How to Handle Hiding the First Tab
Hiding the first tab is trickier. If your transformer removes the first tab name, the content that was in Tab 1 will now appear under what was Tab 2. There's no built-in way to detach content from its positional slot. The most reliable fix here is to also conditionally hide the components inside the tab using each component's Hide when true setting, driven by the same condition used in your transformer. This way, even if a tab slot becomes visible at an unexpected position, it renders empty rather than showing stale or mismatched data.
Using a Space Character as a Hidden Tab Name
Some users in the Retool community have experimented with setting a tab name to an empty string or a single space (" ") to make it invisible. Setting it to an empty string results in a Tab 0 label appearing. Using a single space character hides the label visually, but the tab is still clickable if a user happens to click in that area of the tab bar. This is a fragile approach and not recommended for production apps, but it can serve as a quick stopgap if you also programmatically set the Default Tab index to the first non-empty tab.
Controlling the Active Tab After Hiding
When you hide a tab, you'll often want to redirect the user to the next valid tab automatically. Use a event handler or a setIn action to update the tab container's selected tab index whenever your visibility conditions change. For example, if Tab 1 is hidden and Tab 2 is now the first visible tab, set the container's value to 0 (since it's now positionally first in the array) to avoid landing on a blank or broken view.
What to Do While Waiting for Native Tab Disable Support
Retool's team has acknowledged this feature request internally. Until native per-tab disable/hide support ships, the transformer-based approach is the most maintainable solution. A few principles to keep your implementation clean:
- Keep your tab name array and your hide conditions in sync — use the same transformer or the same state variable to drive both.

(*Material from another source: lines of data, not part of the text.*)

//! fwagent configuration loading
//!
//! Built once in `main` from an optional TOML file, then overridden by the
//! environment variables the agent has always honoured.

use anyhow::{Context, Result};
use serde::Deserialize;
use std::fs;
use std::path::{Path, PathBuf};

const DEFAULT_CONFIG_PATH: &str = "/etc/fwagent/config.toml";
const CONFIG_PATH_ENV: &str = "FWAGENT_CONFIG";

/// Root configuration structure
#[derive(Debug, Clone, Default, Deserialize)]
pub struct AgentConfig {
    #[serde(default)]
    pub agent: AgentSection,
    #[serde(default)]
    pub executor: ExecutorConfig,
}

#[derive(Debug, Clone, Deserialize)]
pub struct AgentSection {
    #[serde(default = "default_name")]
    pub name: String,
    #[serde(default = "default_host")]
    pub host: String,
    #[serde(default = "default_port")]
    pub port: u16,
    #[serde(default = "default_controller_url")]
    pub controller_url: String,
    #[serde(default)]
    pub token: String,
}

impl Default for AgentSection {
    fn default() -> Self {
        Self {
            name: default_name(),
            host: default_host(),
            port: default_port(),
            controller_url: default_controller_url(),
            token: String::new(),
        }
    }
}

/// How the rule executor reaches the packet filter
#[derive(Debug, Clone, Deserialize)]
pub struct ExecutorConfig {
    #[serde(default = "default_iptables_bin")]
    pub iptables_bin: String,
    #[serde(default = "default_save_bin")]
    pub save_bin: String,
    #[serde(default = "default_true")]
    pub use_sudo: bool,
    /// Where `iptables-save` output is written. Unset means the tool is only invoked.
    #[serde(default)]
    pub save_path: Option<PathBuf>,
}

impl Default for ExecutorConfig {
    fn default() -> Self {
        Self {
            iptables_bin: default_iptables_bin(),
            save_bin: default_save_bin(),
            use_sudo: true,
            save_path: None,
        }
    }
}

fn default_name() -> String { "default-agent".into() }
fn default_host() -> String { "localhost".into() }
fn default_port() -> u16 { 8001 }
fn default_controller_url() -> String { "http://localhost:8000".into() }
fn default_iptables_bin() -> String { "iptables".into() }
fn default_save_bin() -> String { "iptables-save".into() }
fn default_true() -> bool { true }

impl AgentConfig {
    /// Address the HTTP server binds to
    pub fn bind_addr(&self) -> String {
        format!("{}:{}", self.agent.host, self.agent.port)
    }

    /// Apply `CONTROLLER_URL`, `AGENT_HOST`, `AGENT_PORT`, `AGENT_NAME` and
    /// `AGENT_TOKEN` on top of the file values.
    pub fn apply_env<F>(&mut self, lookup: F) -> Result<()>
    where
        F: Fn(&str) -> Option<String>,
    {
        if let Some(url) = lookup("CONTROLLER_URL") {
            self.agent.controller_url = url;
        }
        if let Some(host) = lookup("AGENT_HOST") {
            self.agent.host = host;
        }
        if let Some(port) = lookup("AGENT_PORT") {
            self.agent.port = port
                .trim()
                .parse()
                .with_context(|| format!("Invalid AGENT_PORT: {port}"))?;
        }
        if let Some(name) = lookup("AGENT_NAME") {
            self.agent.name = name;
        }
        if let Some(token) = lookup("AGENT_TOKEN") {
            self.agent.token = token;
        }
        Ok(())
    }
}

/// Read a config file, falling back to defaults when it does not exist
pub fn load_from_path(path: &Path) -> Result<AgentConfig> {
    if path.exists() {
        let content = fs::read_to_string(path)
            .with_context(|| format!("Failed to read config from {}", path.display()))?;
        let config: AgentConfig = toml::from_str(&content)
            .with_context(|| format!("Failed to parse config from {}", path.display()))?;
        Ok(config)
    } else {
        tracing::warn!("Config file not found at {}, using defaults", path.display());
        Ok(AgentConfig::default())
    }
}

/// Load configuration from `$FWAGENT_CONFIG` (or /etc/fwagent/config.toml) plus environment
pub fn load_config() -> Result<AgentConfig> {
    let config_path = std::env::var(CONFIG_PATH_ENV)
        .unwrap_or_else(|_| DEFAULT_CONFIG_PATH.to_string());

    let mut config = load_from_path(Path::new(&config_path))?;
    config.apply_env(|key| std::env::var(key).ok())?;
    Ok(config)
}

- Avoid relying on the space-character trick in user-facing apps. It creates invisible interaction targets that confuse users.
- Use
Hide when trueon individual components inside tabs as a secondary safety net, especially for tabs that might shift position. - Document your tab order assumptions clearly in your transformer comments, since positional mapping is easy to break during future edits.
The Bottom Line
Programmatically disabling or hiding tabs in a Retool tab container requires a workaround today, but it's entirely doable with a transformer driving the Tab Names array. The biggest gotcha is the positional binding between tab names and tab content — once you account for that, you can reliably show and hide tabs based on any data condition. Until Retool ships a native disable property for individual tabs, this is the pattern used by most production Retool apps dealing with conditional tab visibility.